The third category belongs to the undefinable: Weird Twitter.
“Are you over age 24? Lou Bega had already recorded and released Mambo #5 by that age. what have you done with your life you loser,” tweeted Jon Hendren (@fart) on Dec. 10, 2012.
The Weird masses, made up of anonymous Twitter prodigies like @fart and @dril, also include comedian Rob Delaney (@robdelaney) and poet Patricia Lockwood (@TriciaLockwood), who balance tweet promotions of their newest pieces, shows and books, and the off-kilter tweets that set them apart from the average celebrity tweeter.
Since being discovered, Weird Twitter has been poked, prodded, analyzed and made merciless fun of.
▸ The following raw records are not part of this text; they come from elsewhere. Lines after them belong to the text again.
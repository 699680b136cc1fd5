pub mod ability;
pub mod ai;
pub mod catalog;
pub mod entity;
pub mod physics;
pub mod rules;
I say we just enjoy tweets that aren’t obeying a formula to get the most reads or put off just the right happy-go-lucky, yet professional attitude.
From watching their antics firsthand, rather than taking the word of Buzzfeed or a pretentious blogger who thinks he stumbled upon something outrageous, Weird Twitter isn’t just weird. It is also Profound Twitter, Poetic Twitter and Hilarious Twitter.
As a writer and occasional tweeter, I look at how they play with form, turning those 140 characters into a poem or a miniature screenplay or a nonsensical soundbyte. It’s incredible what you can find, even if it is disconcerting and laughable at face value.
On Nov. 6, 2013, Kimmy (@aRealLiveGhost) tweeted: “keep your hot panini and your chipotle mayo. I only eat sandwiches that taste like they’re asleep.”
As a seeker of meaning in the endless flood of images and flack that is the Internet, I find more accurate and original social commentary in this subset than in the rest of the social network. Their popular references are on-point. Their stereotype usage and their sense of the absurd leaves me feeling better about the state of things than ever before.
And college students could learn a thing or two from the most well-known of Weird Tweeters, those who go by their real names, like the aforementioned Delaney and Lockwood.
Delaney, as a comedian, can get away with more than other celebrities, but Lockwood’s account balances regular self-promotion and the kind of fun every professional on the site is too scared to have. Her mocking sext tweets, beginning right after then-Congressman Anthony Weiner’s sex scandal, should be taught in high schools to teach them not to take their love lives so seriously.
I look to these accounts whenever find myself taking social media too seriously, and my state of mind is better for it.
Samantha Bares is a 20-year-old English junior from Erath, La.